Au final, c'est donc par sa volonté de retransrire la société de son temps et de s'inscrire dans ses enjeux qu'Upstairs Downstairs capte en premier lieu l'intérêt du téléspectateur. Le temps aidant, les personnages s'humanisent progressivement, permettant, au cours du troisième épisode, de trouver peu à peu un semblant d'équilibre satisfaisant dans la maisonnée. L'atmosphère apparaît plus intimiste que dans Downton Abbey. Il y a une solidarité forte qui se crée finalement entre tous les habitants, qui confère une proximité absente de la série de ITV. Je pense donc qu'il y a bien la place pour Upstairs Downstairs dans les programmes britanniques de l'an prochain, à condition de poursuivre sur les bases auxquelles parvient enfin la fin du dernier épisode et en soignant l'homogénéité globale d'un récit trop éclaté.

upstairsdownstairsd.jpg

Sur la forme, Upstairs Downstairs fait preuve d'une grande sobriété. Le clinquant de certains décors reste étonnamment tempéré par une mise en scène toute en retenue, qui s'inscrit dans cette ambition un peu vaine de poursuivre l'oeuvre de Maîtres et Valets et d'en appeler donc à une forme de nostalgie. La réalisation, comme la musique en arrière-plan, marquent donc par leur relative neutralité d'ensemble. Le visuel n'a rien de l'esthétique aboutie et fascinante de Downton Abbey ; ce qui lui permet au moins de clairement s'en différencier sur ce plan.
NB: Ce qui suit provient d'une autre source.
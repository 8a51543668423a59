/// Note endpoints, public listing and bookmarks
use crate::{
    api::response::{json_body, ApiResponse},
    auth::{AuthContext, OptionalAuthContext},
    bookmarks::{ToggleResponse, BOOKMARK_SORT_FIELDS, DEFAULT_BOOKMARK_SORT},
    context::AppContext,
    error::ApiResult,
    notes::{CreateNoteRequest, ListQuery, UpdateNoteRequest, DEFAULT_NOTE_SORT, NOTE_SORT_FIELDS},
};
use axum::{
    extract::{rejection::JsonRejection, Path, Query, State},
    http::header,
    response::{IntoResponse, Response},
    routing::{get, post},
    Json, Router,
};
use serde_json::json;

/// Note images are owner-scoped; shared caches must not keep them
const NOTE_IMAGE_CACHE_CONTROL: &str = "private, max-age=31536000";

/// Build note routes
pub fn routes() -> Router<AppContext> {
    Router::new()
        .route("/notes", get(list_notes).post(create_note))
        .route("/notes/tags", get(list_tags))
        .route("/notes/public", get(list_public_notes))
        .route("/notes/bookmarks", get(list_bookmarks))
        .route("/bookmarks", get(list_bookmarks))
        .route("/notes/public/:id/bookmark", post(toggle_bookmark))
        .route(
            "/notes/:id",
            get(get_note).put(update_note).delete(delete_note),
        )
        .route("/notes/:id/image/:file_name", get(get_note_image))
}

async fn list_notes(
    State(ctx): State<AppContext>,
    auth: AuthContext,
    Query(query): Query<ListQuery>,
) -> ApiResult<impl IntoResponse> {
    let page = ctx
        .note_store
        .list(
            &auth.account_id,
            &query.filter(),
            query.sort(NOTE_SORT_FIELDS, DEFAULT_NOTE_SORT)?,
            query.page_request()?,
        )
        .await?;

    Ok(ApiResponse::ok(json!({
        "notes": page.items,
        "pagination": page.pagination,
    })))
}

async fn create_note(
    State(ctx): State<AppContext>,
    auth: AuthContext,
    payload: Result<Json<CreateNoteRequest>, JsonRejection>,
) -> ApiResult<impl IntoResponse> {
    let note = ctx
        .note_store
        .create(&auth.account_id, json_body(payload)?)
        .await?;
    Ok(ApiResponse::created(note).with_message("Note created"))
}

async fn get_note(
    State(ctx): State<AppContext>,
    auth: AuthContext,
    Path(id): Path<String>,
) -> ApiResult<impl IntoResponse> {
    let note = ctx.note_store.get_by_id(&auth.account_id, &id).await?;
    Ok(ApiResponse::ok(note))
}

async fn update_note(
    State(ctx): State<AppContext>,
    auth: AuthContext,
    Path(id): Path<String>,
    payload: Result<Json<UpdateNoteRequest>, JsonRejection>,
) -> ApiResult<impl IntoResponse> {
    let note = ctx
        .note_store
        .update(&auth.account_id, &id, json_body(payload)?)
        .await?;
    Ok(ApiResponse::ok(note).with_message("Note updated"))
}

async fn delete_note(
    State(ctx): State<AppContext>,
    auth: AuthContext,
    Path(id): Path<String>,
) -> ApiResult<impl IntoResponse> {
    ctx.note_store.delete(&auth.account_id, &id).await?;
    Ok(ApiResponse::message("Note deleted"))
}

/// Serve an image referenced by one of the caller's notes
async fn get_note_image(
    State(ctx): State<AppContext>,
    auth: AuthContext,
    Path((id, file_name)): Path<(String, String)>,
) -> ApiResult<Response> {
    let (data, mime_type) = ctx
        .note_store
        .get_image(&auth.account_id, &id, &file_name)
        .await?;

    Ok((
        [
            (header::CONTENT_TYPE, mime_type),
            (header::CACHE_CONTROL, NOTE_IMAGE_CACHE_CONTROL.to_string()),
        ],
        data,
    )
        .into_response())
}

async fn list_tags(
    State(ctx): State<AppContext>,
    auth: AuthContext,
) -> ApiResult<impl IntoResponse> {
    let tags = ctx.note_store.list_tags_for_owner(&auth.account_id).await?;
    Ok(ApiResponse::ok(json!({ "tags": tags })))
}

async fn list_public_notes(
    State(ctx): State<AppContext>,
    viewer: OptionalAuthContext,
    Query(query): Query<ListQuery>,
) -> ApiResult<impl IntoResponse> {
    tracing::debug!(
        viewer = ?viewer.auth.as_ref().map(|a| a.account_id.as_str()),
        "Listing public notes"
    );

    let page = ctx
        .note_store
        .list_public(
            &query.filter(),
            query.sort(NOTE_SORT_FIELDS, DEFAULT_NOTE_SORT)?,
            query.page_request()?,
        )
        .await?;

    Ok(ApiResponse::ok(json!({
        "notes": page.items,
        "pagination": page.pagination,
    })))
}

async fn toggle_bookmark(
    State(ctx): State<AppContext>,
    auth: AuthContext,
    Path(id): Path<String>,
) -> ApiResult<impl IntoResponse> {
    let result = ctx
        .bookmark_service
        .toggle_bookmark(&auth.account_id, &id)
        .await?;

    let response = if result.is_bookmarked() {
        ApiResponse::created(ToggleResponse::from(result)).with_message("Note bookmarked")
    } else {
        ApiResponse::ok(ToggleResponse::from(result)).with_message("Bookmark removed")
    };
    Ok(response)
}

async fn list_bookmarks(
    State(ctx): State<AppContext>,
    auth: AuthContext,
    Query(query): Query<ListQuery>,
) -> ApiResult<impl IntoResponse> {
    let page = ctx
        .bookmark_service
        .list_bookmarks(
            &auth.account_id,
            &query.filter(),
            query.sort(BOOKMARK_SORT_FIELDS, DEFAULT_BOOKMARK_SORT)?,
            query.page_request()?,
        )
        .await?;

    Ok(ApiResponse::ok(json!({
        "bookmarks": page.items,
        "pagination": page.pagination,
    })))
}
Pour mettre en scène ce récit pas toujours très homogène, le casting se révèle solide, même si certains vont rester un peu en retrait. C'est une conséquence de la difficulté que connaît la série pour bien s'installer et donner vie et, surtout, une personnalité propre et définie à chacun de ses personnages. Le couple Holland est très bien interprété par Ed Stoppard (Any human heart) et Keeley Hawes (Spooks, Ashes to Ashes). A leurs côtés, Claire Foy (Little Dorrit, Going Postal) n'a pas un personnage facile, mais elle est, comme toujours, lumineuse dans certaines scènes. Signe de l'héritage qu'elle revendique, on retrouve également au casting les deux actrices qui eurent l'idée du concept à l'origine de Maîtres et Valets au début des années 70 : Eileen Atkins (La taupe, Psychoville) incarne Lady Maud, tandis que Jean Marsh (Doctor Who) retrouve (assez paradoxalement puisque 6 ans se sont "fictivement" écoulés, mais 30 ans dans la réalité) son personnage d'origine, Rose Buck. Parmi les autres membres du staff, on retrouve d'autres habitués du petit écran britannique, comme Anne Reid (Bleak House, Five Days), Nico Mirallegro (Hollyoaks), Neil Jackson (Flashforward, Make it or break it), Adrian Scarborough (Cranford, Psychoville, Gavin & Stacey) ou encore Art Malik (Holby City, The Nativity). Enfin, en ce qui concerne les acteurs plus secondaires, en dehors de la maison, je citerais la présence de Blake Ritson (Emma) que j'ai retrouvé avec beaucoup de plaisir, en frère inquiet du futur roi abdicateur et ami proche du maître de maison.

upstairsdownstairsk.jpg

Bilan : Ne se départissant jamais de cette impression qu'il s'agit seulement d'une introduction à une série à venir, les trois heures d'Upstairs Downstairs vont permettre à la série de progressivement s'affirmer, gagnant en densité narrative et en intensité émotionnelle. Mais si elle exploite à propos le contexte particulier de cette année 1936, elle peine à trouver ce liant nécessaire entre les différentes storylines qui aurait permis un récit homogène. Si Upstairs Downstairs propose donc des histoires trop éclatées et relativement prévisibles, elle laisse cependant entrevoir un réel potentiel qui peu à peu, trop lentement, semble se construire.

Sans occulter ces défauts, j'avoue avoir pris du plaisir à regarder les deux dernières heures, après m'être un peu ennuyée devant la première. J'ai donc envie d'espérer que la série puisse aller crescendo et nous proposer une suite plus aboutie.